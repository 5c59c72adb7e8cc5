//! md2adf CLI - Markdown to Atlassian Document Format.
//!
//! Provides commands for:
//! - `convert`: Print the ADF JSON of a markdown document
//! - `jira ...`: Work with Jira issues, sending markdown as ADF
//! - `confluence ...`: Search, read and publish Confluence pages

mod commands;
mod error;
mod input;
mod output;

use clap::{Parser, Subcommand};
use tracing_subscriber::EnvFilter;

use commands::{ConfluenceArgs, ConvertArgs, JiraArgs};
use output::Output;

/// md2adf - Markdown to Atlassian Document Format.
#[derive(Parser)]
#[command(name = "md2adf", version, about)]
struct Cli {
    #[command(subcommand)]
    command: Commands,
}

#[derive(Subcommand)]
enum Commands {
    /// Convert markdown to ADF JSON.
    Convert(ConvertArgs),
    /// Jira issue commands.
    Jira(JiraArgs),
    /// Confluence page commands.
    Confluence(ConfluenceArgs),
}

fn main() {
    let cli = Cli::parse();
    let output = Output::new();

    // --verbose enables INFO level, otherwise use RUST_LOG or default to WARN
    let verbose = match &cli.command {
        Commands::Convert(_) => false,
        Commands::Jira(args) => args.verbose,
        Commands::Confluence(args) => args.verbose,
    };
    let filter = if verbose {
        EnvFilter::new("info")
    } else {
        EnvFilter::from_default_env()
    };
    tracing_subscriber::fmt()
        .with_env_filter(filter)
        .with_writer(std::io::stderr)
        .init();

    let result = match cli.command {
        Commands::Convert(args) => args.execute(),
        Commands::Jira(args) => args.execute(),
        Commands::Confluence(args) => args.execute(),
    };

    if let Err(err) = result {
        output.error(&format!("Error: {err}"));
        std::process::exit(1);
    }
}
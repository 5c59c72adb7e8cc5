//! Attachment operations for Confluence API.

use std::fs::{self, File};
use std::io;
use std::path::Path;

use rand::RngExt;
use tracing::info;

use super::{ConfluenceClient, check_status};
use crate::error::ConfluenceError;
use crate::types::{Attachment, AttachmentsResponse};

impl ConfluenceClient {
    /// List attachments on a page.
    pub fn get_attachments(&self, page_id: &str) -> Result<Vec<Attachment>, ConfluenceError> {
        let url = format!(
            "{}/content/{}/child/attachment?expand=version",
            self.api_v1_url(),
            page_id
        );

        info!("Getting attachments for page {}", page_id);

        let response: AttachmentsResponse = self.get_json(&url)?;
        Ok(response.results)
    }

    /// Upload a file to a page.
    pub fn add_attachment(
        &self,
        page_id: &str,
        filename: &str,
        data: &[u8],
        content_type: &str,
    ) -> Result<Attachment, ConfluenceError> {
        let url = format!("{}/content/{}/child/attachment", self.api_v1_url(), page_id);

        info!("Uploading attachment '{}' to page {}", filename, page_id);

        let boundary = format!(
            "----Md2adfFormBoundary{:016x}",
            rand::rng().random::<u64>()
        );
        let body = multipart_body(&boundary, filename, data, content_type);

        let response = self
            .agent
            .post(&url)
            .header("Authorization", &self.auth_header)
            .header(
                "Content-Type",
                &format!("multipart/form-data; boundary={boundary}"),
            )
            .header("X-Atlassian-Token", "no-check")
            .header("Accept", "application/json")
            .send(&body[..])?;

        let uploaded: AttachmentsResponse = check_status(response)?.read_json()?;
        uploaded
            .results
            .into_iter()
            .next()
            .ok_or_else(|| ConfluenceError::NotFound(format!("upload of '{filename}' returned nothing")))
    }

    /// Download attachment content to `dest`, creating parent directories.
    ///
    /// Returns the number of bytes written.
    pub fn download_attachment(
        &self,
        attachment: &Attachment,
        dest: &Path,
    ) -> Result<u64, ConfluenceError> {
        let path = attachment.download_path().ok_or_else(|| {
            ConfluenceError::NotFound(format!("attachment {} has no download link", attachment.id))
        })?;
        let url = format!("{}{}", self.wiki_url(), path);

        info!(
            "Downloading attachment '{}' to {}",
            attachment.title,
            dest.display()
        );

        let response = self
            .agent
            .get(&url)
            .header("Authorization", &self.auth_header)
            .call()?;

        let mut body = check_status(response)?;

        if let Some(parent) = dest.parent().filter(|p| !p.as_os_str().is_empty()) {
            fs::create_dir_all(parent)?;
        }
        let mut file = File::create(dest)?;
        let written = io::copy(&mut body.as_reader(), &mut file)?;
        Ok(written)
    }
}

/// Build a `multipart/form-data` body with a single `file` part.
fn multipart_body(boundary: &str, filename: &str, data: &[u8], content_type: &str) -> Vec<u8> {
    let mut body = Vec::with_capacity(data.len() + 256);

    body.extend_from_slice(format!("--{boundary}\r\n").as_bytes());
    body.extend_from_slice(
        format!("Content-Disposition: form-data; name=\"file\"; filename=\"{filename}\"\r\n")
            .as_bytes(),
    );
    body.extend_from_slice(format!("Content-Type: {content_type}\r\n\r\n").as_bytes());
    body.extend_from_slice(data);
    body.extend_from_slice(format!("\r\n--{boundary}--\r\n").as_bytes());

    body
}

#[cfg(test)]
mod tests {
    use super::*;

    #[test]
    fn test_multipart_body() {
        let body = multipart_body("XYZ", "chart.png", b"PNG", "image/png");
        assert_eq!(
            String::from_utf8(body).unwrap(),
            "--XYZ\r\n\
             Content-Disposition: form-data; name=\"file\"; filename=\"chart.png\"\r\n\
             Content-Type: image/png\r\n\r\n\
             PNG\r\n\
             --XYZ--\r\n"
        );
    }
}
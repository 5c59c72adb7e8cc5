//! Confluence page types.

use serde::Deserialize;

/// Confluence page.
///
/// Deserializes both v1 search results and v2 page responses; fields only
/// one of them carries are optional.
#[derive(Debug, Clone, Deserialize)]
pub struct Page {
    /// Page ID.
    pub id: String,
    /// Page title.
    pub title: String,
    /// Content status, e.g. `current`.
    #[serde(default)]
    pub status: Option<String>,
    /// Space ID (v2 only).
    #[serde(rename = "spaceId", default)]
    pub space_id: Option<String>,
    /// Version information.
    #[serde(default)]
    pub version: Option<Version>,
    /// Page body content.
    #[serde(default)]
    pub body: Option<Body>,
    /// Hypermedia links.
    #[serde(rename = "_links", default)]
    pub links: Option<Links>,
}

impl Page {
    /// Current version number, 1 when the response omits it.
    pub fn version_number(&self) -> u32 {
        self.version.as_ref().map_or(1, |v| v.number)
    }

    /// Storage format content, if the body was requested.
    pub fn storage(&self) -> Option<&str> {
        self.body
            .as_ref()
            .and_then(|body| body.storage.as_ref())
            .map(|storage| storage.value.as_str())
    }
}

/// Page version.
#[derive(Debug, Clone, Deserialize)]
pub struct Version {
    /// Version number.
    pub number: u32,
}

/// Page body content.
#[derive(Debug, Clone, Deserialize)]
pub struct Body {
    /// Storage format content.
    #[serde(default)]
    pub storage: Option<Storage>,
}

/// Storage format representation.
#[derive(Debug, Clone, Deserialize)]
pub struct Storage {
    /// HTML content in Confluence storage format.
    pub value: String,
}

/// Hypermedia links.
#[derive(Debug, Clone, Default, Deserialize)]
pub struct Links {
    /// Web UI path, relative to `base`.
    #[serde(default)]
    pub webui: Option<String>,
    /// Wiki base URL (v1 only).
    #[serde(default)]
    pub base: Option<String>,
}

/// Search API response.
#[derive(Debug, Clone, Deserialize)]
pub(crate) struct PagesResponse {
    #[serde(default)]
    pub(crate) results: Vec<Page>,
}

= = = =

From the data above, copy every line where "child" appears.

* [REPLY TO THE EXERCISE]:
            "{}/content/{}/child/attachment?expand=version",
        let url = format!("{}/content/{}/child/attachment", self.api_v1_url(), page_id);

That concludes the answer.